Le poète, qui se dit « insurgé du corps », oppose ce qu'il appelle parfois le corps « atomique » au corps anatomique, le corps-tombeau qui enferme les hommes ; il s'agit donc pour lui de « faire danser l'anatomie humaine », le corps sans organes étant un corps-acte qui participe ainsi d'une recréation de l'homme, ce qu'il nomme « l'Homme incréé ».

Clarification du concept CsO

Pour comprendre le CsO il est important de saisir la définition deleuzienne du désir. Dans L'Anti-Œdipe (1972), Deleuze et Guattari remettent en cause explicitement la conception psychanalytique du désir. Ce qui constitue le thème central de l'Anti-Œdipe, c'est que, pour Deleuze et Guattari, le désir n'est pas une scène de théâtre (où se joue Hamlet par exemple), mais une usine qui produit sans cesse, qui crée des agencements, qui est cause de déterritorialisation et de reterritorialisation, des agencements machiniques de choses, des machines désirantes. Le désir compris comme usine nous permet dès lors de concevoir les machines désirantes. Car dans la nature et dans tout corps il n'y a que des agencements machiniques, une multiplicité de machines, machine désirante, mais aussi machine-organe, machine-énergie, et des couples, accouplements de machines. Deleuze unit l'homme et la nature au travers d'un processus couplant les machines : « L'homme et la nature produisent l'un dans l'autre » paradigme de la coextensivité du corps et de la nature, corps intensif, corps immanent traversé de seuils, de niveaux, de vecteurs, de gradients d'intensité.

Le CsO est une production du désir, il s'oppose à l'organisme que nous font les machines désirantes. Le corps souffre de ne pas avoir d'autre organisation, ou pas d'organisation du tout... Le CsO est un corps sans image (« avant » la représentation organique), une anti-production, mais il est inévitable parce qu'il nous pénètre sans cesse, et sans cesse nous le pénétrons. Le CsO est un programme, une expérimentation et non un fantasme. Produit comme un tout à côté de parties auxquelles il s'ajoute, le CsO s'oppose à l'organisme. Car c'est par le corps, et par les organes, que le désir passe et non par l'organisme.
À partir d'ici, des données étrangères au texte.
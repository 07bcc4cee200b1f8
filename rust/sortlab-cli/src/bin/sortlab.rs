//! SortLab CLI: run the classic sorting algorithms from the command line.

use std::path::PathBuf;

use clap::{Parser as ClapParser, Subcommand};
use sortlab_cli::colors::{green, red};
use sortlab_cli::commands::{self, SortArgs};
use sortlab_cli::config::SortlabConfig;
use sortlab_cli::error::{CliError, ErrorChain};
use sortlab_cli::logging;
use sortlab_core::Algorithm;
use tracing::warn;

#[derive(ClapParser)]
#[command(
    name = "sortlab",
    version,
    about = "Bubble, insertion, selection, merge and radix sort",
    help_template = "\
{before-help}{name} {version}
{about-with-newline}
{usage-heading} {usage}

{all-args}{after-help}

Examples:
  sortlab sort 5 3 8 1                 Sort with the configured default
  sortlab sort -a radix -i nums.txt    Radix sort numbers from a file
  echo 9,1,5 | sortlab sort --json     Read stdin, print JSON
  sortlab digits 9805 --position 2     Inspect a decimal digit
"
)]
struct Cli {
    /// Log debug events to stderr
    #[arg(short, long, global = true)]
    verbose: bool,

    /// Disable colored output
    #[arg(long, global = true)]
    no_color: bool,

    /// Use this config file instead of searching for sortlab.toml
    #[arg(long, global = true)]
    config: Option<PathBuf>,

    #[command(subcommand)]
    command: Commands,
}

#[derive(Subcommand)]
enum Commands {
    /// Sort integers from arguments, a file, or stdin
    Sort {
        /// Numbers to sort (commas or spaces); reads --input or stdin if empty
        #[arg(allow_negative_numbers = true)]
        numbers: Vec<String>,

        /// bubble | insertion | selection | merge | radix
        #[arg(short, long, value_parser = parse_algorithm)]
        algorithm: Option<Algorithm>,

        /// Read numbers from this file
        #[arg(short, long)]
        input: Option<PathBuf>,

        /// Print the result as JSON
        #[arg(long)]
        json: bool,

        /// Verify the output is sorted and a permutation of the input
        #[arg(long)]
        check: bool,
    },
    /// List the algorithms and their properties
    List {
        #[arg(long)]
        json: bool,
    },
    /// Show the decimal digits radix sort sees for a number
    Digits {
        #[arg(allow_negative_numbers = true)]
        number: i64,

        /// Zero-based position from the least-significant digit
        #[arg(short, long)]
        position: Option<u32>,

        #[arg(long)]
        json: bool,
    },
    /// Create a sortlab.toml config file in the current directory
    Init,
}

fn parse_algorithm(s: &str) -> Result<Algorithm, String> {
    Algorithm::from_name(s).map_err(|e| e.to_string())
}

fn main() {
    let cli = Cli::parse();
    logging::init(cli.verbose);

    let config = match &cli.config {
        Some(path) => SortlabConfig::load_from(path).unwrap_or_else(|e| fail(&e, !cli.no_color)),
        None => SortlabConfig::load(),
    };
    let color = config.output.color && !cli.no_color;

    let result = match cli.command {
        Commands::Sort {
            numbers,
            algorithm,
            input,
            json,
            check,
        } => {
            let args = SortArgs {
                numbers,
                input,
                algorithm,
                json,
                check,
            };
            commands::cmd_sort(&args, &config, color)
        }
        Commands::List { json } => commands::cmd_list(json, &config, color),
        Commands::Digits {
            number,
            position,
            json,
        } => {
            if number < 0 {
                warn!(number, "negative input: digits are taken from the magnitude");
            }
            commands::cmd_digits(number, position, json, &config)
        }
        Commands::Init => cmd_init(color),
    };

    match result {
        Ok(out) => println!("{}", out),
        Err(e) => fail(&e, color),
    }
}

fn cmd_init(color: bool) -> Result<String, CliError> {
    let cwd = std::env::current_dir().map_err(CliError::CurrentDir)?;
    let path = commands::cmd_init(&cwd)?;
    Ok(format!("{} created {}", green("✓", color), path.display()))
}

fn fail(err: &CliError, color: bool) -> ! {
    eprintln!("{} {}", red("error:", color), ErrorChain::from(err));
    std::process::exit(1);
}
//! Plain-text and JSON renderings of command results.

use serde::Serialize;
use sortlab_core::{digit_at, digit_count, Algorithm, Complexity};

use crate::colors::{bold, gray, status_label};

/// Outcome of one `sortlab sort` run.
#[derive(Debug, Clone, Serialize, PartialEq)]
pub struct SortReport {
    pub algorithm: Algorithm,
    pub input_len: usize,
    pub output: Vec<i64>,
    pub elapsed_us: u64,
    /// `Some(true)` when verification ran and passed.
    #[serde(skip_serializing_if = "Option::is_none")]
    pub verified: Option<bool>,
}

impl SortReport {
    pub fn to_json(&self) -> Result<String, serde_json::Error> {
        serde_json::to_string(self)
    }

    /// Status line followed by the sorted numbers on one line.
    pub fn render_plain(&self, color: bool) -> String {
        let numbers: Vec<String> = self.output.iter().map(|n| n.to_string()).collect();
        let mut header = format!(
            "{} {} values with {} sort {}",
            status_label("Sorted", color),
            self.input_len,
            bold(self.algorithm.name(), color),
            gray(&format!("({} µs)", self.elapsed_us), color),
        );
        if self.verified == Some(true) {
            header.push_str(&gray(" verified", color));
        }
        format!("{}\n{}", header, numbers.join(" "))
    }
}

/// One row of `sortlab list`.
#[derive(Debug, Clone, Serialize)]
pub struct AlgorithmInfo {
    pub name: Algorithm,
    pub stable: bool,
    pub in_place: bool,
    pub non_negative_only: bool,
    pub complexity: Complexity,
}

impl From<Algorithm> for AlgorithmInfo {
    fn from(algo: Algorithm) -> Self {
        Self {
            name: algo,
            stable: algo.is_stable(),
            in_place: algo.is_in_place(),
            non_negative_only: algo.requires_non_negative(),
            complexity: algo.complexity(),
        }
    }
}

pub fn algorithm_table() -> Vec<AlgorithmInfo> {
    Algorithm::all().map(AlgorithmInfo::from).collect()
}

pub fn render_algorithm_table(rows: &[AlgorithmInfo], color: bool) -> String {
    let yes_no = |b: bool| if b { "yes" } else { "no" };
    let mut out = bold(
        &format!(
            "{:<10} {:<7} {:<9} {:<11} {:<11} {:<11} {}",
            "algorithm", "stable", "in-place", "best", "average", "worst", "space"
        ),
        color,
    );
    for row in rows {
        let c = row.complexity;
        let mut line = format!(
            "{:<10} {:<7} {:<9} {:<11} {:<11} {:<11} {}",
            row.name.name(),
            yes_no(row.stable),
            yes_no(row.in_place),
            c.best,
            c.average,
            c.worst,
            c.space
        );
        if row.non_negative_only {
            line.push_str(&gray("  (non-negative integers only)", color));
        }
        out.push('\n');
        out.push_str(&line);
    }
    out
}

/// Result of `sortlab digits`.
#[derive(Debug, Clone, Serialize, PartialEq, Eq)]
pub struct DigitReport {
    pub number: i64,
    pub digit_count: u32,
    #[serde(skip_serializing_if = "Option::is_none")]
    pub position: Option<u32>,
    /// Least-significant first. A single entry when `position` is set.
    pub digits: Vec<u8>,
}

impl DigitReport {
    pub fn new(number: i64, position: Option<u32>) -> Self {
        let count = digit_count(number);
        let digits = match position {
            Some(p) => vec![digit_at(number, p)],
            None => (0..count).map(|p| digit_at(number, p)).collect(),
        };
        Self {
            number,
            digit_count: count,
            position,
            digits,
        }
    }

    pub fn render_plain(&self) -> String {
        match self.position {
            Some(p) => format!(
                "{}: digit count {}, digit at position {} is {}",
                self.number, self.digit_count, p, self.digits[0]
            ),
            None => {
                let ds: Vec<String> = self.digits.iter().map(|d| d.to_string()).collect();
                format!(
                    "{}: digit count {}, digits (least significant first) {}",
                    self.number,
                    self.digit_count,
                    ds.join(" ")
                )
            }
        }
    }
}
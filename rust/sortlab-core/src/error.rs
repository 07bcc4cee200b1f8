use thiserror::Error;

/// Errors raised by the checked sorting entry points.
///
/// The algorithms themselves are total over well-formed input; these
/// variants only describe input that falls outside an algorithm's contract.
#[derive(Debug, Clone, PartialEq, Eq, Error)]
pub enum SortError {
    /// Radix sort buckets by magnitude, so a negative value would be
    /// placed among positives of equal magnitude.
    #[error("radix sort requires non-negative integers, found {value} at index {index}")]
    NegativeRadixInput { index: usize, value: i128 },

    #[error("unknown algorithm '{0}' (expected one of: bubble, insertion, selection, merge, radix)")]
    UnknownAlgorithm(String),
}
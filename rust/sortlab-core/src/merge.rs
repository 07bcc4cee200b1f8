//! Two-way merge and top-down merge sort.

/// Merges two ascending slices into a new ascending `Vec`.
///
/// The left head is emitted only when the right head is strictly greater.
/// On equal values the element from `right` therefore comes out first,
/// which is the reverse of the usual stable merge and makes [`merge_sort`]
/// unstable for equal keys. Callers depend on this exact ordering, so it is
/// kept as is.
///
/// ```
/// use sortlab_core::merge;
///
/// assert_eq!(merge(&[2, 4], &[2, 5]), vec![2, 2, 4, 5]);
/// ```
pub fn merge<T: PartialOrd + Clone>(left: &[T], right: &[T]) -> Vec<T> {
    let mut merged = Vec::with_capacity(left.len() + right.len());
    let (mut i, mut j) = (0, 0);

    while i < left.len() && j < right.len() {
        if right[j] > left[i] {
            merged.push(left[i].clone());
            i += 1;
        } else {
            merged.push(right[j].clone());
            j += 1;
        }
    }

    merged.extend_from_slice(&left[i..]);
    merged.extend_from_slice(&right[j..]);
    merged
}

/// Sorts `values` into a new `Vec`, leaving the input untouched.
///
/// Splits at `len / 2`, sorts both halves recursively and combines them
/// with [`merge`]. O(n log n) time; recursion depth is O(log n).
pub fn merge_sort<T: PartialOrd + Clone>(values: &[T]) -> Vec<T> {
    if values.len() <= 1 {
        return values.to_vec();
    }
    let (left, right) = values.split_at(values.len() / 2);
    merge(&merge_sort(left), &merge_sort(right))
}
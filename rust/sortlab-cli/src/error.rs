//! CLI error type and cause-chain rendering.
//!
//! `CliError` carries the typed failure; `ErrorChain` flattens it and its
//! `source()` chain into the indented "caused by:" form printed on stderr.

use std::fmt;
use std::num::ParseIntError;
use std::path::PathBuf;

use sortlab_core::SortError;
use thiserror::Error;

#[derive(Debug, Error)]
pub enum CliError {
    #[error("cannot read '{}'", .path.display())]
    Read {
        path: PathBuf,
        #[source]
        source: std::io::Error,
    },

    #[error("cannot write '{}'", .path.display())]
    Write {
        path: PathBuf,
        #[source]
        source: std::io::Error,
    },

    #[error("cannot read standard input")]
    Stdin(#[source] std::io::Error),

    #[error("cannot determine the current directory")]
    CurrentDir(#[source] std::io::Error),

    #[error("'{token}' is not an integer")]
    InvalidNumber {
        token: String,
        #[source]
        source: ParseIntError,
    },

    #[error("invalid config '{}'", .path.display())]
    Config {
        path: PathBuf,
        #[source]
        source: toml::de::Error,
    },

    #[error("{} already exists, not overwriting", .0.display())]
    AlreadyExists(PathBuf),

    #[error("cannot encode report as JSON")]
    Json(#[from] serde_json::Error),

    #[error("sort failed")]
    Sort(#[from] SortError),

    #[error("{algorithm} sort produced an incorrect result: {reason}")]
    CheckFailed {
        algorithm: String,
        reason: &'static str,
    },
}

// =============================================================================
// ErrorChain
// =============================================================================

/// A primary message plus the ordered causes beneath it.
#[derive(Debug, Clone)]
pub struct ErrorChain {
    pub primary: String,
    /// Outermost first.
    pub causes: Vec<String>,
}

impl ErrorChain {
    pub fn new(primary: impl Into<String>) -> Self {
        Self {
            primary: primary.into(),
            causes: Vec::new(),
        }
    }

    /// Walk a `std::error::Error` source chain and collect every message.
    pub fn from_error(err: &dyn std::error::Error) -> Self {
        let mut chain = ErrorChain::new(err.to_string());
        let mut source = err.source();
        while let Some(cause) = source {
            chain.causes.push(cause.to_string());
            source = cause.source();
        }
        chain
    }
}

/// Renders as:
///
/// ```text
/// <primary message>
///   caused by: <cause 1>
/// ```
impl fmt::Display for ErrorChain {
    fn fmt(&self, f: &mut fmt::Formatter<'_>) -> fmt::Result {
        write!(f, "{}", self.primary)?;
        for cause in &self.causes {
            write!(f, "\n  caused by: {}", cause)?;
        }
        Ok(())
    }
}

impl From<&CliError> for ErrorChain {
    fn from(err: &CliError) -> Self {
        ErrorChain::from_error(err)
    }
}
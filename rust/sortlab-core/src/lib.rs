//! SortLab Core
//!
//! Five classic sorting algorithms over in-memory numeric sequences:
//! bubble, insertion and selection sort work in place on the caller's
//! slice; merge and radix sort return a new `Vec` and leave their input
//! untouched.

pub mod algorithm;
pub mod comparison;
pub mod digits;
pub mod error;
pub mod merge;
pub mod radix;
pub mod verify;

pub use algorithm::{Algorithm, Complexity};
pub use comparison::{bubble_sort, insertion_sort, selection_sort};
pub use digits::{digit_at, digit_count, max_digit_count};
pub use error::SortError;
pub use merge::{merge, merge_sort};
pub use radix::{radix_sort, try_radix_sort};
pub use verify::{is_permutation_of, is_sorted};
Dans Francis Bacon : logique de la sensation (1981), Deleuze explique que « le corps sans organes se définit donc par un organe indéterminé, tandis que l’organisme se définit par des organes déterminés. » « Au lieu d’une bouche et d’un anus qui risquent tous deux de se détraquer, pourquoi n’aurait-on pas un seul orifice polyvalent pour l’alimentation et la défécation ? On pourrait murer la bouche et le nez combler l’estomac et creuser un trou d’aération directement dans les poumons — ce qui aurait dû être fait dès l’origine.[2] »

Il y a de multiples possibilités du CsO selon les désirs, les êtres... Citons comme exemple le corps hypocondriaque, dont les organes se détruisent, ou le corps schizophrène, qui mène la lutte contre ses propres organes. Si Deleuze aime à prendre l'exemple du schizophrène, en citant notamment l'œuvre d'Antonin Artaud, il signale que le CsO peut aussi être « gaieté, extase, danse... » mais l'expérimentation n'est pas anodine, elle peut entraîner la mort. Il faut, par conséquent, être prudent même si l'expérimentation du CsO est une question de vie ou de mort. Car pour Deleuze il ne faut pas, comme le prétend la psychanalyse, retrouver notre « moi » mais aller au-delà. Deleuze dit, dans son Abécédaire, qu'« on ne délire pas sur papa-maman, on délire le monde ». Aussi précise-t-il dans Mille plateaux : « Remplacer l'anamnèse par l'oubli, l'interprétation par l'expérimentation. » Deleuze s'oppose à l'idée du désir perçu comme manque ou fantasme.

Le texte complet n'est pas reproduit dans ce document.